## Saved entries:
pub mod config;
pub mod models;
pub mod symbols;
pub mod traits;

pub use config::*;
pub use models::*;
pub use symbols::*;
pub use traits::*;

## TASK GOAL:
Reproduce verbatim only the lines from the one holding "pub use config::*;" through the end of the records.

## RESULT OF THIS EXERCISE:
pub use config::*;
pub use models::*;
pub use symbols::*;
pub use traits::*;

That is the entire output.